The decrease in highway deaths across the years is doubtless due to a number of factors. Airbags alone are credited with saving 6377 lives since 1990 (of the 600,110 total road deaths, according to DOT) since then.
But here’s a proposal for saving many more lives: encourage telecommuting. What would this achieve? Let’s look at some figures.
Some workers cannot telecommute at all, due to the nature of their jobs. Others could telecommute virtually every day. Let’s assume that only 50% of the workforce could telecommute at all, and that of that 50%, the average would be 1 day per week. I think this is likely a very low estimate, but let’s go with it for now. So we now have the average American worker telecommuting ¼ day per week.
Let’s also assume that of the miles driven in a day, the commute represents an average of 50%. Again, probably low, but it’s a start.
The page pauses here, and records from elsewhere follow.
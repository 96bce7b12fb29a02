use logos::Logos;

use crate::error::LexerError;

/// Represents a lexical token in the source input.
/// A token is a minimal but meaningful unit of text produced by the lexer.
/// This enum defines all recognized tokens in the language.
#[derive(Logos, Debug, PartialEq, Clone)]
#[logos(error = LexError)]
pub enum Token {
    /// Floating-point literal tokens, such as `3.14`. A digit is required on
    /// both sides of the dot; there is no exponent syntax and no sign.
    #[regex(r"[0-9]+\.[0-9]+", parse_float)]
    Float(f64),
    /// Integer literal tokens, such as `42`.
    #[regex(r"[0-9]+", parse_int)]
    Int(i64),
    /// String literal tokens, delimited by `"` or `'`. Escape sequences are
    /// resolved here; any unrecognized `\x` yields `x` literally.
    #[regex(r#""([^"\\\n]|\\[^\n])*""#, unescape)]
    #[regex(r"'([^'\\\n]|\\[^\n])*'", unescape)]
    Str(String),
    /// Boolean literal tokens: `true` or `false`.
    #[token("true", parse_bool)]
    #[token("false", parse_bool)]
    Bool(bool),

    /// `@VoidApp` — opens the program header.
    #[token("@VoidApp")]
    AppDirective,
    /// `@VoidEnd` — the optional end-of-program marker.
    #[token("@VoidEnd")]
    EndDirective,
    /// Any other `@` directive is fatal.
    #[regex(r"@[A-Za-z_][A-Za-z0-9_]*", unknown_directive)]
    UnknownDirective,

    /// `using`
    #[token("using")]
    Using,
    /// `style`
    #[token("style")]
    Style,
    /// `main`
    #[token("main")]
    Main,
    /// `echo`
    #[token("echo")]
    Echo,
    /// `write`
    #[token("write")]
    Write,
    /// `if`
    #[token("if")]
    If,
    /// `else`
    #[token("else")]
    Else,
    /// `while`
    #[token("while")]
    While,
    /// `for`
    #[token("for")]
    For,
    /// `rand` — a keyword, so `rand` is not available as an identifier.
    #[token("rand")]
    Rand,
    /// `add`
    #[token("add")]
    Add,
    /// `delete`
    #[token("delete")]
    Delete,
    /// `clear`
    #[token("clear")]
    Clear,
    /// The `create:` compound, emitted only when the identifier `create` is
    /// immediately followed by `:`. A bare `create` stays an identifier.
    #[token("create:")]
    Create,

    /// `string`
    #[token("string")]
    StringType,
    /// `int`
    #[token("int")]
    IntType,
    /// `float`
    #[token("float")]
    FloatType,
    /// `bool`
    #[token("bool")]
    BoolType,
    /// `list`
    #[token("list")]
    ListType,
    /// `dict`
    #[token("dict")]
    DictType,

    /// Identifier tokens; variable names such as `x` or `total`.
    #[regex(r"[A-Za-z_][A-Za-z0-9_]*", |lex| lex.slice().to_string())]
    Identifier(String),

    /// `**`
    #[token("**")]
    DoubleStar,
    /// `==`
    #[token("==")]
    EqualEqual,
    /// `!=`
    #[token("!=")]
    BangEqual,
    /// `<=`
    #[token("<=")]
    LessEqual,
    /// `>=`
    #[token(">=")]
    GreaterEqual,
    /// `&&`
    #[token("&&")]
    AmpAmp,
    /// `||`
    #[token("||")]
    PipePipe,
    /// `=`
    #[token("=")]
    Equals,
    /// `+`
    #[token("+")]
    Plus,
    /// `-`
    #[token("-")]
    Minus,
    /// `*`
    #[token("*")]
    Star,
    /// `/`
    #[token("/")]
    Slash,
    /// `%`
    #[token("%")]
    Percent,
    /// `<`
    #[token("<")]
    Less,
    /// `>`
    #[token(">")]
    Greater,
    /// `!`
    #[token("!")]
    Bang,

    /// `(`
    #[token("(")]
    LParen,
    /// `)`
    #[token(")")]
    RParen,
    /// `{`
    #[token("{")]
    LBrace,
    /// `}`
    #[token("}")]
    RBrace,
    /// `[`
    #[token("[")]
    LBracket,
    /// `]`
    #[token("]")]
    RBracket,
    /// `;`
    #[token(";")]
    Semicolon,
    /// `,`
    #[token(",")]
    Comma,
    /// `:`
    #[token(":")]
    Colon,
    /// `.`
    #[token(".")]
    Dot,

    /// `// Comments.`
    #[regex(r"//[^\n]*", logos::skip)]
    LineComment,
    /// `#* Block comments. *#` — scanned manually so an unterminated one is
    /// reported at the opening `#*`.
    #[token("#*", block_comment)]
    BlockComment,
    /// Spaces, tabs, and line feeds.
    #[regex(r"[ \t\r\n]+", logos::skip)]
    Whitespace,
    /// A lone quote reaches here only when the string regexes could not
    /// close the literal on the same line.
    #[token("\"", unterminated_string)]
    #[token("'", unterminated_string)]
    UnterminatedString,
}

impl std::fmt::Display for Token {
    fn fmt(&self, f: &mut std::fmt::Formatter<'_>) -> std::fmt::Result {
        match self {
            Self::Float(n) => write!(f, "float literal '{n}'"),
            Self::Int(n) => write!(f, "integer literal '{n}'"),
            Self::Str(s) => write!(f, "string literal \"{s}\""),
            Self::Bool(b) => write!(f, "'{b}'"),
            Self::AppDirective => write!(f, "'@VoidApp'"),
            Self::EndDirective => write!(f, "'@VoidEnd'"),
            Self::Using => write!(f, "'using'"),
            Self::Style => write!(f, "'style'"),
            Self::Main => write!(f, "'main'"),
            Self::Echo => write!(f, "'echo'"),
            Self::Write => write!(f, "'write'"),
            Self::If => write!(f, "'if'"),
            Self::Else => write!(f, "'else'"),
            Self::While => write!(f, "'while'"),
            Self::For => write!(f, "'for'"),
            Self::Rand => write!(f, "'rand'"),
            Self::Add => write!(f, "'add'"),
            Self::Delete => write!(f, "'delete'"),
            Self::Clear => write!(f, "'clear'"),
            Self::Create => write!(f, "'create:'"),
            Self::StringType => write!(f, "'string'"),
            Self::IntType => write!(f, "'int'"),
            Self::FloatType => write!(f, "'float'"),
            Self::BoolType => write!(f, "'bool'"),
            Self::ListType => write!(f, "'list'"),
            Self::DictType => write!(f, "'dict'"),
            Self::Identifier(name) => write!(f, "identifier '{name}'"),
            Self::DoubleStar => write!(f, "'**'"),
            Self::EqualEqual => write!(f, "'=='"),
            Self::BangEqual => write!(f, "'!='"),
            Self::LessEqual => write!(f, "'<='"),
            Self::GreaterEqual => write!(f, "'>='"),
            Self::AmpAmp => write!(f, "'&&'"),
            Self::PipePipe => write!(f, "'||'"),
            Self::Equals => write!(f, "'='"),
            Self::Plus => write!(f, "'+'"),
            Self::Minus => write!(f, "'-'"),
            Self::Star => write!(f, "'*'"),
            Self::Slash => write!(f, "'/'"),
            Self::Percent => write!(f, "'%'"),
            Self::Less => write!(f, "'<'"),
            Self::Greater => write!(f, "'>'"),
            Self::Bang => write!(f, "'!'"),
            Self::LParen => write!(f, "'('"),
            Self::RParen => write!(f, "')'"),
            Self::LBrace => write!(f, "'{{'"),
            Self::RBrace => write!(f, "'}}'"),
            Self::LBracket => write!(f, "'['"),
            Self::RBracket => write!(f, "']'"),
            Self::Semicolon => write!(f, "';'"),
            Self::Comma => write!(f, "','"),
            Self::Colon => write!(f, "':'"),
            Self::Dot => write!(f, "'.'"),
            Self::LineComment | Self::BlockComment | Self::Whitespace | Self::UnknownDirective => {
                write!(f, "comment or whitespace")
            },
            Self::UnterminatedString => write!(f, "unterminated string"),
        }
    }
}

/// The error payload produced inside the lexer, before positions are known.
///
/// `lex` converts these into [`LexerError`] values with line and column
/// attached.
#[derive(Debug, Clone, PartialEq, Default)]
pub enum LexError {
    /// A character with no meaning in the language.
    #[default]
    UnexpectedCharacter,
    /// A string literal with no closing quote on its line.
    UnterminatedString,
    /// A `#*` comment with no closing `*#`.
    UnterminatedComment,
    /// An `@` directive other than `@VoidApp` or `@VoidEnd`.
    UnknownDirective(String),
    /// An integer literal the runtime integer type cannot hold.
    IntegerTooLarge,
}

impl LexError {
    fn at(self, slice: &str, line: usize, column: usize) -> LexerError {
        match self {
            Self::UnexpectedCharacter => LexerError::UnexpectedCharacter { found: slice.to_string(),
                                                                           line,
                                                                           column },
            Self::UnterminatedString => LexerError::UnterminatedString { line, column },
            Self::UnterminatedComment => LexerError::UnterminatedComment { line, column },
            Self::UnknownDirective(name) => LexerError::UnknownDirective { name, line, column },
            Self::IntegerTooLarge => LexerError::IntegerTooLarge { line, column },
        }
    }
}

/// A token together with the 1-based source position of its first character.
#[derive(Debug, Clone, PartialEq)]
pub struct Spanned {
    /// The token itself.
    pub token:  Token,
    /// The 1-based source line of the token's first character.
    pub line:   usize,
    /// The 1-based source column of the token's first character.
    pub column: usize,
}

/// Maps byte offsets in a source text to 1-based (line, column) positions.
///
/// Built once per lexing pass; columns count characters from the start of
/// the line, not bytes.
struct LineIndex<'s> {
    source: &'s str,
    starts: Vec<usize>,
}

impl<'s> LineIndex<'s> {
    fn new(source: &'s str) -> Self {
        let mut starts = vec![0];
        for (offset, byte) in source.bytes().enumerate() {
            if byte == b'\n' {
                starts.push(offset + 1);
            }
        }
        Self { source, starts }
    }

    fn position(&self, offset: usize) -> (usize, usize) {
        let line = self.starts.partition_point(|&start| start <= offset);
        let start = self.starts[line - 1];
        let column = self.source[start..offset].chars().count() + 1;
        (line, column)
    }
}

/// Tokenizes an entire source text.
///
/// Produces the token sequence in source order, each token carrying the
/// line and column of its first character. Lexing stops at the first
/// error.
///
/// # Errors
/// Returns a [`LexerError`] for unexpected characters, unterminated string
/// literals, unterminated `#*` comments, unknown `@` directives, and
/// oversized integer literals.
///
/// # Example
/// ```
/// use voidlang::interpreter::lexer::{Token, lex};
///
/// let tokens = lex("echo(1);").unwrap();
///
/// assert_eq!(tokens[0].token, Token::Echo);
/// assert_eq!(tokens[2].token, Token::Int(1));
/// assert_eq!(tokens.len(), 5);
/// ```
pub fn lex(source: &str) -> Result<Vec<Spanned>, LexerError> {
    let index = LineIndex::new(source);
    let mut tokens = Vec::new();

    let mut lexer = Token::lexer(source);
    while let Some(item) = lexer.next() {
        let (line, column) = index.position(lexer.span().start);
        match item {
            Ok(token) => tokens.push(Spanned { token, line, column }),
            Err(error) => return Err(error.at(lexer.slice(), line, column)),
        }
    }

    Ok(tokens)
}

/// Parses a floating-point literal from the current token slice.
fn parse_float(lex: &logos::Lexer<Token>) -> Option<f64> {
    lex.slice().parse().ok()
}

/// Parses an integer literal from the current token slice.
///
/// Literals that overflow the runtime integer type are rejected.
fn parse_int(lex: &logos::Lexer<Token>) -> Result<i64, LexError> {
    lex.slice().parse().map_err(|_| LexError::IntegerTooLarge)
}

/// Parses a boolean literal from the current token slice.
fn parse_bool(lex: &logos::Lexer<Token>) -> Option<bool> {
    match lex.slice() {
        "true" => Some(true),
        "false" => Some(false),
        _ => None,
    }
}

/// Resolves escape sequences in a quoted string slice.
///
/// `\n`, `\t`, and `\r` become the named control characters; for any other
/// `\x` the `x` is kept literally, which also covers `\\`, `\"`, and `\'`.
fn unescape(lex: &logos::Lexer<Token>) -> String {
    let slice = lex.slice();
    let inner = &slice[1..slice.len() - 1];

    let mut text = String::with_capacity(inner.len());
    let mut chars = inner.chars();
    while let Some(c) = chars.next() {
        if c == '\\' {
            match chars.next() {
                Some('n') => text.push('\n'),
                Some('t') => text.push('\t'),
                Some('r') => text.push('\r'),
                Some(other) => text.push(other),
                None => {},
            }
        } else {
            text.push(c);
        }
    }
    text
}

/// Skips a `#* … *#` comment, or fails if the closing `*#` never appears.
fn block_comment(lex: &mut logos::Lexer<Token>) -> logos::FilterResult<(), LexError> {
    match lex.remainder().find("*#") {
        Some(end) => {
            lex.bump(end + 2);
            logos::FilterResult::Skip
        },
        None => logos::FilterResult::Error(LexError::UnterminatedComment),
    }
}

/// Rejects any `@` directive that is not `@VoidApp` or `@VoidEnd`.
fn unknown_directive(lex: &logos::Lexer<Token>) -> Result<(), LexError> {
    Err(LexError::UnknownDirective(lex.slice().to_string()))
}

/// Reports a quote with no closing partner on the same line.
fn unterminated_string(_lex: &logos::Lexer<Token>) -> Result<(), LexError> {
    Err(LexError::UnterminatedString)
}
The workweek driving miles are now reduced by 1/8 (12.5%) of a day’s commute per 5-day workweek, averaged across all workers, or 2.5% for the week.
Fatality rates are based on miles driven. This means that as we reduce the number of miles driven, we also reduce the number of fatalities. Cut miles by 2.5%? You reduce deaths by 2.5%.
And what’s 2.5% of 600,000? 15,000 lives! Telecommuting, even if as sparsely applied as this, would save over twice as many lives as airbags!
This makes HD Voice, videoconferencing, and telepresence all potent tools for safety because they greatly ease the process of the telecommute. What are we waiting for?